=== Begin Enclosure ===

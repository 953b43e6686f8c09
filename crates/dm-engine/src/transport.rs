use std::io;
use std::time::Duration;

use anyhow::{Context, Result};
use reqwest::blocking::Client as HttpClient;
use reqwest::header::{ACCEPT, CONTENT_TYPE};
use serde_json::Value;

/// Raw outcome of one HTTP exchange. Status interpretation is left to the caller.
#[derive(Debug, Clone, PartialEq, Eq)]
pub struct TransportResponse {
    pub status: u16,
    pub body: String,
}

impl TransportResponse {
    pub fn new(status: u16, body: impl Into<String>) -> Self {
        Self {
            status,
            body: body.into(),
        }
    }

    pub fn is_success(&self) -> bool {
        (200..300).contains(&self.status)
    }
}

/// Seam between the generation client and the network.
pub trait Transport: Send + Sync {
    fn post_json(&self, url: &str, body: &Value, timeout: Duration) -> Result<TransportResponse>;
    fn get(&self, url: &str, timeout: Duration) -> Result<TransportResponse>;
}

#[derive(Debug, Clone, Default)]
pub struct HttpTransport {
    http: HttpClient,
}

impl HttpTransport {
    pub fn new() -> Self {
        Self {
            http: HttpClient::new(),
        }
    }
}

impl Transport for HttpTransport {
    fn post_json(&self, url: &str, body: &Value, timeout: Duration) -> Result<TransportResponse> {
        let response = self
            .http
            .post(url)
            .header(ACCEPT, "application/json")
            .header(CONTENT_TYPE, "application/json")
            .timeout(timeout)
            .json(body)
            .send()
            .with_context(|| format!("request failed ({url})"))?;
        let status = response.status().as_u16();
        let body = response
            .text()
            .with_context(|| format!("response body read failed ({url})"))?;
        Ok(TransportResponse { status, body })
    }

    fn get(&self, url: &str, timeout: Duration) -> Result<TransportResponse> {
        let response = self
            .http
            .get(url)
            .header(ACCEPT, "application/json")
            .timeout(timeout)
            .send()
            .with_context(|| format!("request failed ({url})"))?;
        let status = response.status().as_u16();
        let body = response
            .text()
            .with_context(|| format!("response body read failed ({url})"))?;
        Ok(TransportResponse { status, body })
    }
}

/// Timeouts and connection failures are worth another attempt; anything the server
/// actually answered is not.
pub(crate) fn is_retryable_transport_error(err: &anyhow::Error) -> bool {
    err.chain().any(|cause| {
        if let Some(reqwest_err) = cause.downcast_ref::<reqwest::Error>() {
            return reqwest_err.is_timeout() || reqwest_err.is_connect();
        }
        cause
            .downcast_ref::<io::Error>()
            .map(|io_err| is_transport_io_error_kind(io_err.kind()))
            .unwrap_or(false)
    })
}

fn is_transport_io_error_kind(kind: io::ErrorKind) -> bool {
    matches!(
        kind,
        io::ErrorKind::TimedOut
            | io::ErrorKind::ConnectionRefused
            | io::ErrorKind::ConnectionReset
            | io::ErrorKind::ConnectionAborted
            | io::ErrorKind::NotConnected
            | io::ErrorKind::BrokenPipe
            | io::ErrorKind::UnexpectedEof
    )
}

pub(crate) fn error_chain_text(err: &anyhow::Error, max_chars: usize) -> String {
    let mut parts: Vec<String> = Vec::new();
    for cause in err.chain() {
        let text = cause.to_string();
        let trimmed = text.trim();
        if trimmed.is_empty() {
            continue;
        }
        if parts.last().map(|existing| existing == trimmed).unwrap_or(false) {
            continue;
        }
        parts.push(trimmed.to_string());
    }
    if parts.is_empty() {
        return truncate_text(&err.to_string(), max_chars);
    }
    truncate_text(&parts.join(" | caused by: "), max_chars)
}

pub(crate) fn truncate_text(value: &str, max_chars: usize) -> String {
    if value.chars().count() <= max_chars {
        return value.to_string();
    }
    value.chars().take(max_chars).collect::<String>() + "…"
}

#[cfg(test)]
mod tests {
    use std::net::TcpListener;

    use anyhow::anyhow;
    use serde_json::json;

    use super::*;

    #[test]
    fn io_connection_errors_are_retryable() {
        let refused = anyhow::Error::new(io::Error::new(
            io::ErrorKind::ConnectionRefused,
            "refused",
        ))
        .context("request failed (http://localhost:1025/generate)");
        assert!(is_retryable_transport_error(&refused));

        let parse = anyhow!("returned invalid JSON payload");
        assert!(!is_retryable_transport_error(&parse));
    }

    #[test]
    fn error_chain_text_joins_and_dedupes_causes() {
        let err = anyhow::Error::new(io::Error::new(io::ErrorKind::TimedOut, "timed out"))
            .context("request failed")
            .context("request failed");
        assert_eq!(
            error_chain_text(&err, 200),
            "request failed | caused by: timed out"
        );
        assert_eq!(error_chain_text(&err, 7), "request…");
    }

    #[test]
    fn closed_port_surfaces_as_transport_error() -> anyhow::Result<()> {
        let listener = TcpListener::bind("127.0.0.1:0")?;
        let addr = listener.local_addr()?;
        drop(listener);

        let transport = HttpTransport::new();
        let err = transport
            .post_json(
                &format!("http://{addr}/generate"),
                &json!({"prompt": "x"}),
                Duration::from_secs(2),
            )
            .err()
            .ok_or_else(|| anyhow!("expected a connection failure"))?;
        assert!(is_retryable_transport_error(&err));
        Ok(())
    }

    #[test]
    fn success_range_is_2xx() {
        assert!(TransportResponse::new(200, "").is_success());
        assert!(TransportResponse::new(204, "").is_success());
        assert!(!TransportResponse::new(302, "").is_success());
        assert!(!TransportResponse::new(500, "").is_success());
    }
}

=== End Enclosure ===
=== Begin Enclosure ===

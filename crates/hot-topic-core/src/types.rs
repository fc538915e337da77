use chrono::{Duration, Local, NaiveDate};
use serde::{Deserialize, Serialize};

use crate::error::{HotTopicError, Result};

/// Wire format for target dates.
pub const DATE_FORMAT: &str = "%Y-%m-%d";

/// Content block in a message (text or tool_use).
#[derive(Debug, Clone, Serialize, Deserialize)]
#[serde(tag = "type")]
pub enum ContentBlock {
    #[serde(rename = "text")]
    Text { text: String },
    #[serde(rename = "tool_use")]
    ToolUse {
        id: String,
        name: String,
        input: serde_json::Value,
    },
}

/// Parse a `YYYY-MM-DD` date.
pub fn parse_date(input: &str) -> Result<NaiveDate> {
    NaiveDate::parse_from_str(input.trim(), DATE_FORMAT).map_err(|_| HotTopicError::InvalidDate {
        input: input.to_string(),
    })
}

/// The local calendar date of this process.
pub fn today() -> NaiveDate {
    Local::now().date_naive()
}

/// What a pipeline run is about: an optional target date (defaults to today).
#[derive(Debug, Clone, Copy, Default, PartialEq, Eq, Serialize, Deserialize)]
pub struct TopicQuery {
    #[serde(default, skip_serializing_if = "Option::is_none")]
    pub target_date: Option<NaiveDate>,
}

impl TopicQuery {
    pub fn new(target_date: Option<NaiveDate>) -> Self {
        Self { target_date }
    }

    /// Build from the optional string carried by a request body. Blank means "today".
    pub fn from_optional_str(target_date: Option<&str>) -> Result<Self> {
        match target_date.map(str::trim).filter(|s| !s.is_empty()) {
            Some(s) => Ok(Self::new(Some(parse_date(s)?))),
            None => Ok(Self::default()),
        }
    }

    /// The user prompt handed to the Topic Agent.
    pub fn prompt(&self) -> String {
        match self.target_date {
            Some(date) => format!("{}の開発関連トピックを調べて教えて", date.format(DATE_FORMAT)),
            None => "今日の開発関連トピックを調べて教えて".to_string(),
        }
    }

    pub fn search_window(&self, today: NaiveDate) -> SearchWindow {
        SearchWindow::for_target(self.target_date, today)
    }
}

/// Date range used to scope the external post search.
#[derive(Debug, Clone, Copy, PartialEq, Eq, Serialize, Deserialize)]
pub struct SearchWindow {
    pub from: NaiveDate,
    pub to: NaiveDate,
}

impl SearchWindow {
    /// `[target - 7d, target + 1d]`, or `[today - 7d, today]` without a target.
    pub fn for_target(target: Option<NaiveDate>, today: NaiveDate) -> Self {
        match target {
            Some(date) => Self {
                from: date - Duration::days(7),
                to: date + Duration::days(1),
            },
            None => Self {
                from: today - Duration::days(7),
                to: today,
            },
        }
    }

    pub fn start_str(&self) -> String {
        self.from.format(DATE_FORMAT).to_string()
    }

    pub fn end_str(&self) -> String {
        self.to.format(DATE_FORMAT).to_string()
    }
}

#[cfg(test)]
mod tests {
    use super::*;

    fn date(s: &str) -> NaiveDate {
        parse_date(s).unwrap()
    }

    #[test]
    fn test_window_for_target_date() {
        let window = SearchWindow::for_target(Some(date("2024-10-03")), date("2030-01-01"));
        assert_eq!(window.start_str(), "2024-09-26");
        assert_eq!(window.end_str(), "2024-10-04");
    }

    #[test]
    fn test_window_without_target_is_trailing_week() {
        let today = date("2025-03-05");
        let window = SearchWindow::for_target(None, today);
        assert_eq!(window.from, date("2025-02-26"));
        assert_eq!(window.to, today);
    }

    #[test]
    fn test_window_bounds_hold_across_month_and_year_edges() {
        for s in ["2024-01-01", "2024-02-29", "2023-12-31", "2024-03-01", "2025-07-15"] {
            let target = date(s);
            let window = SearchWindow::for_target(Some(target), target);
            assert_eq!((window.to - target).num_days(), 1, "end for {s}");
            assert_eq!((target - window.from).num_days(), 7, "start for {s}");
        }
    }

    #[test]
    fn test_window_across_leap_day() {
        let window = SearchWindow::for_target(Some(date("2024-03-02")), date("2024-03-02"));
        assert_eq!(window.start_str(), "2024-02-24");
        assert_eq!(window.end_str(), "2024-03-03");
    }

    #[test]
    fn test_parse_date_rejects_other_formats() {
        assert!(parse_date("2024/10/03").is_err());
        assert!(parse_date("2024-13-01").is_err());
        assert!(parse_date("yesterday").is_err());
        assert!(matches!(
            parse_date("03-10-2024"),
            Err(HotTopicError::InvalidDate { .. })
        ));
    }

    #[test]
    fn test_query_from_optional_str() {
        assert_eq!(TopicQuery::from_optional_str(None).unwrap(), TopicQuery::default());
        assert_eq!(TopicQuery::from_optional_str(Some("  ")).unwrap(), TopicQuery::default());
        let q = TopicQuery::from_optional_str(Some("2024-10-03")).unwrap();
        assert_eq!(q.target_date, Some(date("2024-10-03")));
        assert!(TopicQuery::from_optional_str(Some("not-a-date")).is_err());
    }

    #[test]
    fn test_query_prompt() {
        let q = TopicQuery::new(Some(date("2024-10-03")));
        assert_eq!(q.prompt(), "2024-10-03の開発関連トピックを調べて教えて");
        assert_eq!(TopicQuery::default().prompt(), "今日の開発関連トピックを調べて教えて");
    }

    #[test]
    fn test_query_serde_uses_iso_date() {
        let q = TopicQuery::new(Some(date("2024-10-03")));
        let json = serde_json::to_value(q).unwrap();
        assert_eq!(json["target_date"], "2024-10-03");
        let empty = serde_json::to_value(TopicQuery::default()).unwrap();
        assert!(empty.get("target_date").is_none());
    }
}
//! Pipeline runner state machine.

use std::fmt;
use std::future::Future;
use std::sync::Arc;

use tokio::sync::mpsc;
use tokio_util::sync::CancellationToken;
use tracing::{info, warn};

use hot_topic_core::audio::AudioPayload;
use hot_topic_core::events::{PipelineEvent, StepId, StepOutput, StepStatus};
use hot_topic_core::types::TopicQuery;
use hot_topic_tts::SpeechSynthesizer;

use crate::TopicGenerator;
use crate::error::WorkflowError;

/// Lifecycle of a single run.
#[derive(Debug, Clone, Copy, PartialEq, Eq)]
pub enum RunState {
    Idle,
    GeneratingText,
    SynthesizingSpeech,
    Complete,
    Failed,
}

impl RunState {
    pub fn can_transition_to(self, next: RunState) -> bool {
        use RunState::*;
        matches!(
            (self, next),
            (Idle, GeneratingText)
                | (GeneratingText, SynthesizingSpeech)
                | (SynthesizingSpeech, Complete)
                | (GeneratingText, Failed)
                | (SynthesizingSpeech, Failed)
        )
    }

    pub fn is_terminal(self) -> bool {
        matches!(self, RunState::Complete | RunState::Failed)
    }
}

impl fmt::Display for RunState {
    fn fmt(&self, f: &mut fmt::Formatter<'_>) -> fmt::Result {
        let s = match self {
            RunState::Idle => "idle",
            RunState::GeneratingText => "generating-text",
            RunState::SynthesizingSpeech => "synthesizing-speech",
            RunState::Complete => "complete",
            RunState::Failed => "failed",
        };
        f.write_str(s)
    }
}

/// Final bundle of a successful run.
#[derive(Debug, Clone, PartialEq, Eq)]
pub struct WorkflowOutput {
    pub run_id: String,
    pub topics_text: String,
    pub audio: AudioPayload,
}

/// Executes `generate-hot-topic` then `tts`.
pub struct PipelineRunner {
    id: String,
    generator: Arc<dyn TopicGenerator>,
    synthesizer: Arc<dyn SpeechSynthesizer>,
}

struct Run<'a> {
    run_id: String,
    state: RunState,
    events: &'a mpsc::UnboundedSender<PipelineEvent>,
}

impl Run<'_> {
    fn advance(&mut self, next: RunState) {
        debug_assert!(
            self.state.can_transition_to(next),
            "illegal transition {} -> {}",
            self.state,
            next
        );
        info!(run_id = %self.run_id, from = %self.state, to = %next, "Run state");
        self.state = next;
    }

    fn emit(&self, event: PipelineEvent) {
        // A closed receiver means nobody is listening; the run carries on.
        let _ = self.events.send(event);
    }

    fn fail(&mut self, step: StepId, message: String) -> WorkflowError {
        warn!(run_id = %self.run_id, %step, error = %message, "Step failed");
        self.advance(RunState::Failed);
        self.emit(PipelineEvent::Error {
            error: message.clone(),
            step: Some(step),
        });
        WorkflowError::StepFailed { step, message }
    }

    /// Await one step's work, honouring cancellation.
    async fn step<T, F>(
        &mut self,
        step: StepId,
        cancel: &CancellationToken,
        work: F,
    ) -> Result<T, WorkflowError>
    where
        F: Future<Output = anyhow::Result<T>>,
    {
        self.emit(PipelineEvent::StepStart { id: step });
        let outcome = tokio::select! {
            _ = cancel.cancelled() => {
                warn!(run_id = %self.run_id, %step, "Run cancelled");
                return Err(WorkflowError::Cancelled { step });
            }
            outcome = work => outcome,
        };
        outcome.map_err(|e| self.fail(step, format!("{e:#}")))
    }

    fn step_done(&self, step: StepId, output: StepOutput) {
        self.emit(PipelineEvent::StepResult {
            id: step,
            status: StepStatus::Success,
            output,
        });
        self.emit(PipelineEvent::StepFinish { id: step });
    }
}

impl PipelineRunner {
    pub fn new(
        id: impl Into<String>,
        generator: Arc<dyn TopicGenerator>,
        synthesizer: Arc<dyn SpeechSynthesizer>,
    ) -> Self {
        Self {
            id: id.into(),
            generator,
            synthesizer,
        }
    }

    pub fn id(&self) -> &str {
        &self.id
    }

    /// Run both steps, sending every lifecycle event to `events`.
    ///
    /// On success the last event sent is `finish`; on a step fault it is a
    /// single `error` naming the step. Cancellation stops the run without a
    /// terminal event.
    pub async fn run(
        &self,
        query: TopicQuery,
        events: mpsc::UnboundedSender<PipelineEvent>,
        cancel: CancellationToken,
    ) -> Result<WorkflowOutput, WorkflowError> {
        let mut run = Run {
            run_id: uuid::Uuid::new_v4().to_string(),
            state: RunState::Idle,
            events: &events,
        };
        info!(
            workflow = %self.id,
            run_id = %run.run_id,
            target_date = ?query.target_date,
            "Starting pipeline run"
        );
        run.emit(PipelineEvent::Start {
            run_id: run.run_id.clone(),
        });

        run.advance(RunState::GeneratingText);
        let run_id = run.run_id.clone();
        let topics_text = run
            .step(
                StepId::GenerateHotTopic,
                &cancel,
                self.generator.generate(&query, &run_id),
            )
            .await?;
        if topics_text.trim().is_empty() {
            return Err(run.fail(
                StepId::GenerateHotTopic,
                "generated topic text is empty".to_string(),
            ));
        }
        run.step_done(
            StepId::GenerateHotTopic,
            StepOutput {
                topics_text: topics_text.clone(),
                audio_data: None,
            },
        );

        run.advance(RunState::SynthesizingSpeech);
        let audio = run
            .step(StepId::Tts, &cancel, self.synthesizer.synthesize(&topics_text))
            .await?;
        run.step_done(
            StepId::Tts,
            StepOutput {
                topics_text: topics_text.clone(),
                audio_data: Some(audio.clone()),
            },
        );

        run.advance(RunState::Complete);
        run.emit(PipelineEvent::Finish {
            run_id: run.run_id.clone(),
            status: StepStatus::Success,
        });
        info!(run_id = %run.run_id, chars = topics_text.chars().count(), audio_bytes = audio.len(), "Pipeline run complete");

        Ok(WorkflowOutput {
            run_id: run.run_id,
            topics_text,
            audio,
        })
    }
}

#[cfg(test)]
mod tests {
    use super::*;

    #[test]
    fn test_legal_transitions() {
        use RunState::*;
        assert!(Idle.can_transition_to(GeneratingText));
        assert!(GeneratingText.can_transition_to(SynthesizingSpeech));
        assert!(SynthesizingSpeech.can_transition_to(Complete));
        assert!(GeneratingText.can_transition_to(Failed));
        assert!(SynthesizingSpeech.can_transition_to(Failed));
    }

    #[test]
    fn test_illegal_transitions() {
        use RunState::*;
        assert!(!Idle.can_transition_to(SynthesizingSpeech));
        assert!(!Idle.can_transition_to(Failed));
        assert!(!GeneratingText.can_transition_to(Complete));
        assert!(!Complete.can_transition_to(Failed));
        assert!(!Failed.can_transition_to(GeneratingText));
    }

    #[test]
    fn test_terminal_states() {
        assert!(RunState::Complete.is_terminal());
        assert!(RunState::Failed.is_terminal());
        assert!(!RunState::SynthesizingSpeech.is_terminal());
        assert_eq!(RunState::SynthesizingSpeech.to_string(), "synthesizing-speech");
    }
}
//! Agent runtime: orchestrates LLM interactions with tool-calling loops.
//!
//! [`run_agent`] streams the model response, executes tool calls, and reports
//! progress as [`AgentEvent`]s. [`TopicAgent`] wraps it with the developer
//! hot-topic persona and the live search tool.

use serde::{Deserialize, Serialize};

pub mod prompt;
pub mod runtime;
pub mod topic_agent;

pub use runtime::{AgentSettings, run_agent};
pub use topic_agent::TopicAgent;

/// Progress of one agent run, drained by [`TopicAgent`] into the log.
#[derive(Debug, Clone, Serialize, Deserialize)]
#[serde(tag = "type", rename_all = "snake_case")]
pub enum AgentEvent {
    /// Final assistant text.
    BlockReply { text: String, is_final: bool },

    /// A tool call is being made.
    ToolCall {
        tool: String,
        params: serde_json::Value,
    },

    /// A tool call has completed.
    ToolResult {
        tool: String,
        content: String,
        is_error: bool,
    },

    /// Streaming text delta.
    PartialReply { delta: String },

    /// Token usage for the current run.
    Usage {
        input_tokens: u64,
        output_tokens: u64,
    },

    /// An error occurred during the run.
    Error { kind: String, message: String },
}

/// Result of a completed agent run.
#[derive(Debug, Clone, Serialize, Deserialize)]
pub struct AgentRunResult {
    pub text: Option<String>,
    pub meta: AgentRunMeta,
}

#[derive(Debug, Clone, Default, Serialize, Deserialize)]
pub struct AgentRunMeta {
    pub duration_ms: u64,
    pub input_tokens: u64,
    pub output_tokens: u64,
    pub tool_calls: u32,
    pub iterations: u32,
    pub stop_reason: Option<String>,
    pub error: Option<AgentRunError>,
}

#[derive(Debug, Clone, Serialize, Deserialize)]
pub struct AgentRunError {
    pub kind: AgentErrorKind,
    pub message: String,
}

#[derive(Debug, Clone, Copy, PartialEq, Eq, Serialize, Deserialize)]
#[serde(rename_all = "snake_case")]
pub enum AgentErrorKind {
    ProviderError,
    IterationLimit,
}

=== End Enclosure ===
=== Begin Enclosure ===

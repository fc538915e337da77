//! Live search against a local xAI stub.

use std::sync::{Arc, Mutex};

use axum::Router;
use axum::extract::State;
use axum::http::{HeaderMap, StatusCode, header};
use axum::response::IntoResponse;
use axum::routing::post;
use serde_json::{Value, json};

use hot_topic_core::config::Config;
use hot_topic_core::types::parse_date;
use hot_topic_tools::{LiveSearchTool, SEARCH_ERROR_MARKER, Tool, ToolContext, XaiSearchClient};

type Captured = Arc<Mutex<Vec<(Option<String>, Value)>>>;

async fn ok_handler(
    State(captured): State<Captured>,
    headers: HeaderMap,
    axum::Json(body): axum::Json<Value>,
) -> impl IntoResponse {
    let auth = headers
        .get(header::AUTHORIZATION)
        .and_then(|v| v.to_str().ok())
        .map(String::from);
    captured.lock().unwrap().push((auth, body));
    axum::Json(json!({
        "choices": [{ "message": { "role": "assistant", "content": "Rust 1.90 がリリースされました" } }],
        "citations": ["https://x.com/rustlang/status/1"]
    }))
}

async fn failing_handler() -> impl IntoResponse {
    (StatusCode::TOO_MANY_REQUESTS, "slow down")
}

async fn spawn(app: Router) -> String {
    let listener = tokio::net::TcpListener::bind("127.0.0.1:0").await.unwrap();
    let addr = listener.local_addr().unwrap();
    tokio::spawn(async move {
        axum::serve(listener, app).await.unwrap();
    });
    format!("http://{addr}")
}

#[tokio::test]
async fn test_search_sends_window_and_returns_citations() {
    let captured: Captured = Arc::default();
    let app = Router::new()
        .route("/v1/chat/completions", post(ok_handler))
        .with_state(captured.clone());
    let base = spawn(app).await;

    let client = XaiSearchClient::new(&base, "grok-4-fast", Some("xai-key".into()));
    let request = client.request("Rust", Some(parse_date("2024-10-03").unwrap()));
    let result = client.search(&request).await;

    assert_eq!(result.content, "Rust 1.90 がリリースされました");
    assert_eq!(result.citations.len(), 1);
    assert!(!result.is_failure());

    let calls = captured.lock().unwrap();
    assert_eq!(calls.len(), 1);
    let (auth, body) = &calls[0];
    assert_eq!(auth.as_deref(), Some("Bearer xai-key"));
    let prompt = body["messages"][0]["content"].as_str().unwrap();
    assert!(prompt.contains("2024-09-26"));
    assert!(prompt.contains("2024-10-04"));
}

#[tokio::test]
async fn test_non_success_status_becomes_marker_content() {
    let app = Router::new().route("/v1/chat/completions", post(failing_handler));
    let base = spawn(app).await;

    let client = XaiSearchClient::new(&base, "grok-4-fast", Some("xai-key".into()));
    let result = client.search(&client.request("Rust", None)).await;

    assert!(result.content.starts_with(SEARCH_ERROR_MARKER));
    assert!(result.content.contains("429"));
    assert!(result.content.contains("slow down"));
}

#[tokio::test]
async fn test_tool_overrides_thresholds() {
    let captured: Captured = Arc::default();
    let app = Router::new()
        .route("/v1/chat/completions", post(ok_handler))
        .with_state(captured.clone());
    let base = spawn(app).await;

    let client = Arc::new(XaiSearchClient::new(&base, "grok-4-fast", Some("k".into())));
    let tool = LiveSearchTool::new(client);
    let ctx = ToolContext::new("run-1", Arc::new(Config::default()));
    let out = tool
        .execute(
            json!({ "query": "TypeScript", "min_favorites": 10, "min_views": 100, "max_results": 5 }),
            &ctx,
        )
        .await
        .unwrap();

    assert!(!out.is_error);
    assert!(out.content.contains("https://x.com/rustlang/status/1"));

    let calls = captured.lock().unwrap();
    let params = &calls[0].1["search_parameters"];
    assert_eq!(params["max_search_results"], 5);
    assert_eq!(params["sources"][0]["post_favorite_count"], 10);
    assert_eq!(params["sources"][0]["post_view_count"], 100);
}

=== End Enclosure ===

Each line of the data that holds "crates" should be reported.

filename crates/dm-engine/src/transport.rs
filename crates/hot-topic-core/src/types.rs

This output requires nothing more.